The two had first met about a month ago at a pharmacie in Saint-Germain. It was a Monday, her day off from the gallery. She had taken an armful of lotions, cleansers, and creams to the counter and was about to reach for her wallet when the white-coated pharmacienne, whose nametag identified her as Juliette, looked her in the eye and then down at the bottles and jars. Juliette pursed her lips in a distinctly French display of disapproval before reaching in her pocket to retrieve the ivory card she handed to Emily. “Joëlle Ciocco, Epidermologist,” it read in shapely capitals, above an address on the Place de la Madeleine. Juliette winked with the perverse satisfaction of a self-sabotaging salesperson and then hurried off to deter a large woman in a fur coat from investing in slimming potions.
Emily was pondering the job description of an epidermologist when she nearly backed into a man in a cowboy hat transfixed by the toothpaste section, on what she would later learn was an outing to fill in the blank beside “toothpaste, non-whitening, gel, tube, 3-5 oz.” He picked up a silver and purple box, and began to scrutinize it.
“Have you ever tasted jasmine?” He asked in English, not moving his eyes from the shiny box. No answer. He glanced her way. “This is Jasmine Mint toothpaste. Do you think it tastes more like jasmine or more like mint?”
“No idea,” she shrugged. “I use Elgydium. It doesn't taste like much, but doesn't it sound like something Lewis Carroll would name a monster?”
At that point, Juliette materialized with an endorsement of the Amarelli Licorice variety, which she pronounced puissante et très chic.
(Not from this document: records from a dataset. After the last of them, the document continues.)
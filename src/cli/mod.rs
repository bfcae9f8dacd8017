pub mod context;
pub mod contact_commands;
pub mod group_commands;
pub mod suggest_command;
pub mod transfer_commands;

use rusqlite::Connection;

use crate::config::Config;
use crate::db::{contact_repo, schema};
use crate::error::NexusResult;
use crate::queries::group_queries;
use context::CLIContext;

/// Open the address book named by `config`, in memory when no file is set.
pub fn open(config: &Config) -> NexusResult<Connection> {
    match config.db_path {
        Some(ref path) => schema::open(path),
        None => schema::open_in_memory(),
    }
}

/// Run the interactive REPL.
pub fn run(conn: Connection, config: Config) {
    println!("Nexus contact book");
    match config.db_path {
        Some(ref path) => println!("Using {}", path.display()),
        None => println!("Working in memory; use --file to keep your contacts."),
    }
    println!("Type 'help' for commands, 'exit' to quit.");
    println!();

    let ctx = CLIContext::new(conn, config);
    print_summary(&ctx);
    repl_loop(&ctx);
}

fn print_summary(ctx: &CLIContext) {
    match book_counts(&ctx.conn) {
        Ok((0, 0)) => {}
        Ok((contacts, groups)) => {
            println!("Loaded {} contact(s) in {} group(s).", contacts, groups);
            println!();
        }
        Err(e) => ctx.print_error(&e),
    }
}

/// Number of contacts and groups currently stored.
fn book_counts(conn: &Connection) -> NexusResult<(usize, usize)> {
    let contacts = contact_repo::count(conn)?;
    let groups = group_queries::all_groups(conn)?.len();
    Ok((contacts, groups))
}

fn repl_loop(ctx: &CLIContext) {
    loop {
        let input = match ctx.read_line("> ") {
            Some(s) => s,
            None => break,
        };

        let input = input.trim();
        if input.is_empty() {
            continue;
        }

        let (command, args) = parse_command(input);

        match command {
            "help" | "?" => print_help(),
            "quit" | "exit" | "q" => break,

            // Contact commands
            "contacts" | "list" | "ls" => contact_commands::list(ctx, args),
            "add-contact" | "add" => contact_commands::add(ctx, args),
            "show-contact" | "show" => contact_commands::show(ctx, args),
            "edit-contact" => contact_commands::edit(ctx, args),
            "delete-contact" => contact_commands::delete(ctx, args),
            "find" => contact_commands::find(ctx, args),
            "filter" => contact_commands::filter(ctx, args),
            "join" => contact_commands::join(ctx, args),
            "leave" => contact_commands::leave(ctx, args),

            // Group commands
            "groups" | "tree" => group_commands::list(ctx),
            "add-group" => group_commands::add(ctx, args),
            "show-group" => group_commands::show(ctx, args),
            "edit-group" => group_commands::edit(ctx, args),
            "move-group" => group_commands::move_group(ctx, args),
            "delete-group" => group_commands::delete(ctx, args),
            "find-group" => group_commands::find(ctx, args),

            // AI-assisted
            "suggest" => suggest_command::suggest(ctx, args),

            // Import / export
            "import" => transfer_commands::import(ctx, args),
            "export" => transfer_commands::export(ctx, args),

            _ => println!("Unknown command: {}. Type 'help' for commands.", command),
        }
    }
}

/// Split input into the command word and the rest of the line.
pub fn parse_command(input: &str) -> (&str, &str) {
    let input = input.trim();
    match input.find(|c: char| c == ' ' || c == '\t') {
        Some(pos) => (&input[..pos], input[pos..].trim()),
        None => (input, ""),
    }
}

fn print_help() {
    println!(r#"
COMMANDS:

  Contacts:
    contacts [asc|desc]       List all contacts
    add-contact [name]        Add a new contact (interactive)
    show-contact <name>       Show contact details
    edit-contact <name>       Edit a contact
    delete-contact <name>     Delete a contact
    find <query>              Search name, numbers, email, address, notes and groups
    filter <group> [/ query]  Contacts in a group or any of its subgroups
    join <name>               Add a contact to a group
    leave <name>              Remove a contact from a group

  Groups:
    groups                    Show the group tree with member counts
    add-group [name]          Create a group, optionally under a parent
    show-group <name>         Show group details and members
    edit-group <name>         Edit name, description and parent
    move-group <name>         Move a group under another parent
    delete-group <name>       Delete a group; its subgroups move up one level
    find-group <query>        Search groups, keeping their parents for context

  AI-assisted:
    suggest <name>            Ask the local model which group fits a contact

  Import / export:
    import <file.json>        Import groups and contacts
    export <path> [csv|txt]   Export all contacts

  Other:
    help                      Show this help
    exit / quit / q           Exit

TIPS:
  - Names are case-insensitive and partial matches work
  - Members of a subgroup count towards every group above it"#);
}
Emily slipped away and didn’t think much of the encounter until the following week, when she arrived at the exquisite Tuileries apartment of a friend of a friend. Raphaëlla had seized the momentum of couture week to show her latest collection of sumptuous pajamas to those who grasped the laudable innovation of that word pairing. Emily was admiring a black silk ensemble when she spotted a cowboy hat bobbing atop the crowd. Their paths crossed between the presentation’s darkly dramatic backdrop and a window overlooking the Palais-Royal.
“Le cowboy du dentifrice, je présume?” she asked, catching him between bites of a lemon tart plucked from a platter she recognized as the double-layered specialties of Rose Bakery. His eyes widened and he held up his index finger in the universal sign for “Hold on, my mouth is temporarily filled with a delicious combination of lemon filling, lemon curd, and impossibly light pastry.”
“I thought I recognized your decisive cuffs from across the room,” he said finally, pointing at her white shirt. “Good thing we both have sartorial signatures going for us. I’m Vladimir, by the way, and this is Igloo.” Raphaëlla’s dog, possibly motivated by the rapidly shrinking tart, sat at his feet.
Before Emily could ask about the origins of either of their names (he pronounced Vladimir so that it rhymed with “redeemer”), the room was hushed by tines on a champagne flute, so that the host could say a few words.
A gentle tremor jolted her back into the present, where she was back by the Seine, sitting between Vladimir and his hat. She looked down at the black notebook in the palm of her hand—a page of flags whipping in the mistral, a precise drawing of the new museum he had likened to a chance meeting of fishnet stockings and concrete—and turned to see the source of the vibration. A girl with a long braid stood beaming, on one foot, as her parents walked on ahead. Emily heard her whisper, “Triple Axel.”